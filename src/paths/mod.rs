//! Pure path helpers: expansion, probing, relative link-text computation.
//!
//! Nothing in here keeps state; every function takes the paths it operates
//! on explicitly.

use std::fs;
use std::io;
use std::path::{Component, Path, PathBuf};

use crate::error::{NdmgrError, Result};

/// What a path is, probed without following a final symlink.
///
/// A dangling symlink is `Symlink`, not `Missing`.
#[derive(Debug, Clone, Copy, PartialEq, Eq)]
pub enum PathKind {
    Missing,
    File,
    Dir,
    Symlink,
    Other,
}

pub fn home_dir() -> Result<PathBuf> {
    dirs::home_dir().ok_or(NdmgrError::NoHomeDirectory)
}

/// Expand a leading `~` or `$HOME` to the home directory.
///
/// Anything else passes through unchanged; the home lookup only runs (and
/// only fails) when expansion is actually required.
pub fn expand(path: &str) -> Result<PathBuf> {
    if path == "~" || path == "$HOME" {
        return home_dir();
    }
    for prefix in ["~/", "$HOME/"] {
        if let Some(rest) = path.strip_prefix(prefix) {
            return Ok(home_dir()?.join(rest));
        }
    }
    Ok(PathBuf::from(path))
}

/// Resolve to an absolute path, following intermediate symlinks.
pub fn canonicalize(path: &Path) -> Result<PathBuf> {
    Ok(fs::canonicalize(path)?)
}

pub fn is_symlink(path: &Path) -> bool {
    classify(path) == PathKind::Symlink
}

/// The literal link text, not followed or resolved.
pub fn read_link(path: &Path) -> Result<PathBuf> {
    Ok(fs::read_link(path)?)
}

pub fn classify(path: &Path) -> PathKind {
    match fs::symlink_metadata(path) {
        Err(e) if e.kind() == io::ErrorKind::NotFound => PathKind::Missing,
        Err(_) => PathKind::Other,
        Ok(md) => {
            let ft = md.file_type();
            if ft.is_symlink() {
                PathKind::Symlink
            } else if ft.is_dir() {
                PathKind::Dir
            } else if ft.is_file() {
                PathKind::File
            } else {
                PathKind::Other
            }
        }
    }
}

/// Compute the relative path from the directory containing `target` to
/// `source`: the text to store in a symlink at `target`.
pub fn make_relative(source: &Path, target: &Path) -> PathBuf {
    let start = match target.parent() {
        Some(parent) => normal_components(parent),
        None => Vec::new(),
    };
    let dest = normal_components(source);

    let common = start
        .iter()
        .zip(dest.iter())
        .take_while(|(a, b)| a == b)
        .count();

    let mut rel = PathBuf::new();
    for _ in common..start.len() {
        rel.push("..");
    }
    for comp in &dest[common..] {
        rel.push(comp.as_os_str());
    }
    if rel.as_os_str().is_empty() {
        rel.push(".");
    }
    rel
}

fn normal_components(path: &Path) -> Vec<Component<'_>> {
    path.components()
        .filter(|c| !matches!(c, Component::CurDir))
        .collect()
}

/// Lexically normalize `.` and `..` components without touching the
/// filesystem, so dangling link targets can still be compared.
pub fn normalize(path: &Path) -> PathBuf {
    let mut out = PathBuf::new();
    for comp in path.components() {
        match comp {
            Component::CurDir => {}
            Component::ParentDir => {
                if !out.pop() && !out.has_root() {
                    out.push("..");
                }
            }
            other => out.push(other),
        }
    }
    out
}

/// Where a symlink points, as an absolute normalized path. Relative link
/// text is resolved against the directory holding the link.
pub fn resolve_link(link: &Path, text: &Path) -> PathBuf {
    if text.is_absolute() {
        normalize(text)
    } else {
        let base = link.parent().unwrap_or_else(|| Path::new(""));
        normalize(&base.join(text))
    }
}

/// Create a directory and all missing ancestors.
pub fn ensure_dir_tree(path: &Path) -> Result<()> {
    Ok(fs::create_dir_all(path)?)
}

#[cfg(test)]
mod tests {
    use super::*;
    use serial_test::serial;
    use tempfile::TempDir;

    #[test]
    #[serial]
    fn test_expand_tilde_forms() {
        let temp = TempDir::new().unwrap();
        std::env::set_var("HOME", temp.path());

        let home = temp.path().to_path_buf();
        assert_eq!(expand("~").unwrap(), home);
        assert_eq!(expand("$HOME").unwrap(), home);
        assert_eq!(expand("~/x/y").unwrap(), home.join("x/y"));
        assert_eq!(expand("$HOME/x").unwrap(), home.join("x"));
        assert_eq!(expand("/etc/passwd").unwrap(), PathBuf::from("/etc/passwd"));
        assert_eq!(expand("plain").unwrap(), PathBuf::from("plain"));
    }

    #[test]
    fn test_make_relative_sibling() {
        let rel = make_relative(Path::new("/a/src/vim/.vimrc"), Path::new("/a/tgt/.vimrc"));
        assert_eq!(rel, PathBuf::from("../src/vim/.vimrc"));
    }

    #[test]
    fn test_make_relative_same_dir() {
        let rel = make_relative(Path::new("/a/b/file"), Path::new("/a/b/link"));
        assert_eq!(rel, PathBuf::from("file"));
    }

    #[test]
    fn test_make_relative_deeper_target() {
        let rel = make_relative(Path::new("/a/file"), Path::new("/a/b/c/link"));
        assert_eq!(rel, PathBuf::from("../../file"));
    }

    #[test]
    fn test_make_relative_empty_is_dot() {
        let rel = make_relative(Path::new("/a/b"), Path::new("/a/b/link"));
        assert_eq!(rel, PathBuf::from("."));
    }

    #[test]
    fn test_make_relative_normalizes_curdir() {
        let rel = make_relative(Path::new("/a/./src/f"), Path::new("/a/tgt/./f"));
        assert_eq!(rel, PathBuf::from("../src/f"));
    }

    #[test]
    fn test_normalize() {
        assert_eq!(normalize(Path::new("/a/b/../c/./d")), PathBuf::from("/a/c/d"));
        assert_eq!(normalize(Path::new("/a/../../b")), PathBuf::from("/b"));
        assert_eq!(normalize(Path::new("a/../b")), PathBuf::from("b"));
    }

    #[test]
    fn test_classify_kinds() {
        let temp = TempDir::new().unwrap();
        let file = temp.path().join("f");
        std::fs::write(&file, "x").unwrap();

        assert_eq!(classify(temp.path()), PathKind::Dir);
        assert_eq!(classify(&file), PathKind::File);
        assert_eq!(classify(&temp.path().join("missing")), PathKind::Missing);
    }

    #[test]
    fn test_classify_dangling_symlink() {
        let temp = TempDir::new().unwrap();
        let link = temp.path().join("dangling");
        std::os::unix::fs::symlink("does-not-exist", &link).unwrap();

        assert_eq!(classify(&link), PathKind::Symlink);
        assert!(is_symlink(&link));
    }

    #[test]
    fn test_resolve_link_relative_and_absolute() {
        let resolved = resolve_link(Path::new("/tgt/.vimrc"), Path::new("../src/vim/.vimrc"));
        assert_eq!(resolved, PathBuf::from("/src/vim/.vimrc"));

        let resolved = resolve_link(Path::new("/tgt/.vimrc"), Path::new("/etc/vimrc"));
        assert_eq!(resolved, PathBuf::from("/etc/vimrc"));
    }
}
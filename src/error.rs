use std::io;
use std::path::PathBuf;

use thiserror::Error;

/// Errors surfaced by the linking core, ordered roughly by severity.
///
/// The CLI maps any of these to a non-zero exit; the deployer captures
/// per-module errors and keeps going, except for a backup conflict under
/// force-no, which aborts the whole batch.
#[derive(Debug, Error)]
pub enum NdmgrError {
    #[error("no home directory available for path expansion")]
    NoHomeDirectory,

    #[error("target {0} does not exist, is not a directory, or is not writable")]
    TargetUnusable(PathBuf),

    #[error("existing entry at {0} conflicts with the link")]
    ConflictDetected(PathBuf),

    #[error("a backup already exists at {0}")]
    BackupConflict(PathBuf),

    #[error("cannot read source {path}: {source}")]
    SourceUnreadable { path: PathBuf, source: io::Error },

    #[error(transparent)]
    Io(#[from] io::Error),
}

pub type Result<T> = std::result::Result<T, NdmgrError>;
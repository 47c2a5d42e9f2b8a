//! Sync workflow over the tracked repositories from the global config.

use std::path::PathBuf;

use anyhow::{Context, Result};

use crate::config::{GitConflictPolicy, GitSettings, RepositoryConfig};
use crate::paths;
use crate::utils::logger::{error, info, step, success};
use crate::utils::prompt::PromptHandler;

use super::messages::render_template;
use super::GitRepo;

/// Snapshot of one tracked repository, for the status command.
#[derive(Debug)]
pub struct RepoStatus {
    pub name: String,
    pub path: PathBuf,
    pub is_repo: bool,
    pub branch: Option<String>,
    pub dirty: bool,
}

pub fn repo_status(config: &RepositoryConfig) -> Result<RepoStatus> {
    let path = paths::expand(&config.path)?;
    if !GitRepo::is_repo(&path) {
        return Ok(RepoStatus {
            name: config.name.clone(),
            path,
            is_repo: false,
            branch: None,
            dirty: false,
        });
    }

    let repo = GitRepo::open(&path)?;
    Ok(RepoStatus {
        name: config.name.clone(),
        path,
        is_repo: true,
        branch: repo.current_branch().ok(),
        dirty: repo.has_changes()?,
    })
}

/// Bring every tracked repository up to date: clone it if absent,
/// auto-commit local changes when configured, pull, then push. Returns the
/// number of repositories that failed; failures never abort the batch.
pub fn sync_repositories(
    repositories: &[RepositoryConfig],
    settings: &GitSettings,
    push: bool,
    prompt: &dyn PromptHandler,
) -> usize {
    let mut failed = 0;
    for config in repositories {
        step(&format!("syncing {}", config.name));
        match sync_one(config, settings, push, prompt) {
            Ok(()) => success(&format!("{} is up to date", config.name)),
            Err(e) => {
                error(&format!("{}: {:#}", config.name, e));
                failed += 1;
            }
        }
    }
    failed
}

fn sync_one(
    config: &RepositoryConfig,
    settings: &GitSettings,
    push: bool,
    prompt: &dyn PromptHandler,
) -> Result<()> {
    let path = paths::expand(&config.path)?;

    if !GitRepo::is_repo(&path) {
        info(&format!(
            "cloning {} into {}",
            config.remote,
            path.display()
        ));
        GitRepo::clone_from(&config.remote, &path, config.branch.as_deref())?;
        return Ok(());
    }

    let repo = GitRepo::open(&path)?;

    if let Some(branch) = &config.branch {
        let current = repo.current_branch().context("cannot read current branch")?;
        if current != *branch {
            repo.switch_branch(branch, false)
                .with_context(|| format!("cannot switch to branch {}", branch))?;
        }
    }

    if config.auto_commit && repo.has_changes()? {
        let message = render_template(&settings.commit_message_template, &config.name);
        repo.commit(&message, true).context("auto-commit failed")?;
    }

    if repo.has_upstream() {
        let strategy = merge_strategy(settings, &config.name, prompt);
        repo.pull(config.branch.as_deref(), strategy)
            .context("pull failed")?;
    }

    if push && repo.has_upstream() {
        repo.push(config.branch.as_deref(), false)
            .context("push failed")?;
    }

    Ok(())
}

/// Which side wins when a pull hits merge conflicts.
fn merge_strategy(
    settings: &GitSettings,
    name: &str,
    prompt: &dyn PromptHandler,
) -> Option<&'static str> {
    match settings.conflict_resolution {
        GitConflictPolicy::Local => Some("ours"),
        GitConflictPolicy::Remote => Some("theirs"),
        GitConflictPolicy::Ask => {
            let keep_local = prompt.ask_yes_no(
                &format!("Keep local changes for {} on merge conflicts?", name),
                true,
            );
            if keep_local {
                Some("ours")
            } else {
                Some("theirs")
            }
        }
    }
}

+ + +

Exercise:
Begin with the line above that has "pub fn repo_status(config: &RepositoryConfig)" and continue through the line that has "if config.auto_commit &&", setting each one down exactly. Stop there.

Task solution:
pub fn repo_status(config: &RepositoryConfig) -> Result<RepoStatus> {
    let path = paths::expand(&config.path)?;
    if !GitRepo::is_repo(&path) {
        return Ok(RepoStatus {
            name: config.name.clone(),
            path,
            is_repo: false,
            branch: None,
            dirty: false,
        });
    }

    let repo = GitRepo::open(&path)?;
    Ok(RepoStatus {
        name: config.name.clone(),
        path,
        is_repo: true,
        branch: repo.current_branch().ok(),
        dirty: repo.has_changes()?,
    })
}

/// Bring every tracked repository up to date: clone it if absent,
/// auto-commit local changes when configured, pull, then push. Returns the
/// number of repositories that failed; failures never abort the batch.
pub fn sync_repositories(
    repositories: &[RepositoryConfig],
    settings: &GitSettings,
    push: bool,
    prompt: &dyn PromptHandler,
) -> usize {
    let mut failed = 0;
    for config in repositories {
        step(&format!("syncing {}", config.name));
        match sync_one(config, settings, push, prompt) {
            Ok(()) => success(&format!("{} is up to date", config.name)),
            Err(e) => {
                error(&format!("{}: {:#}", config.name, e));
                failed += 1;
            }
        }
    }
    failed
}

fn sync_one(
    config: &RepositoryConfig,
    settings: &GitSettings,
    push: bool,
    prompt: &dyn PromptHandler,
) -> Result<()> {
    let path = paths::expand(&config.path)?;

    if !GitRepo::is_repo(&path) {
        info(&format!(
            "cloning {} into {}",
            config.remote,
            path.display()
        ));
        GitRepo::clone_from(&config.remote, &path, config.branch.as_deref())?;
        return Ok(());
    }

    let repo = GitRepo::open(&path)?;

    if let Some(branch) = &config.branch {
        let current = repo.current_branch().context("cannot read current branch")?;
        if current != *branch {
            repo.switch_branch(branch, false)
                .with_context(|| format!("cannot switch to branch {}", branch))?;
        }
    }

    if config.auto_commit && repo.has_changes()? {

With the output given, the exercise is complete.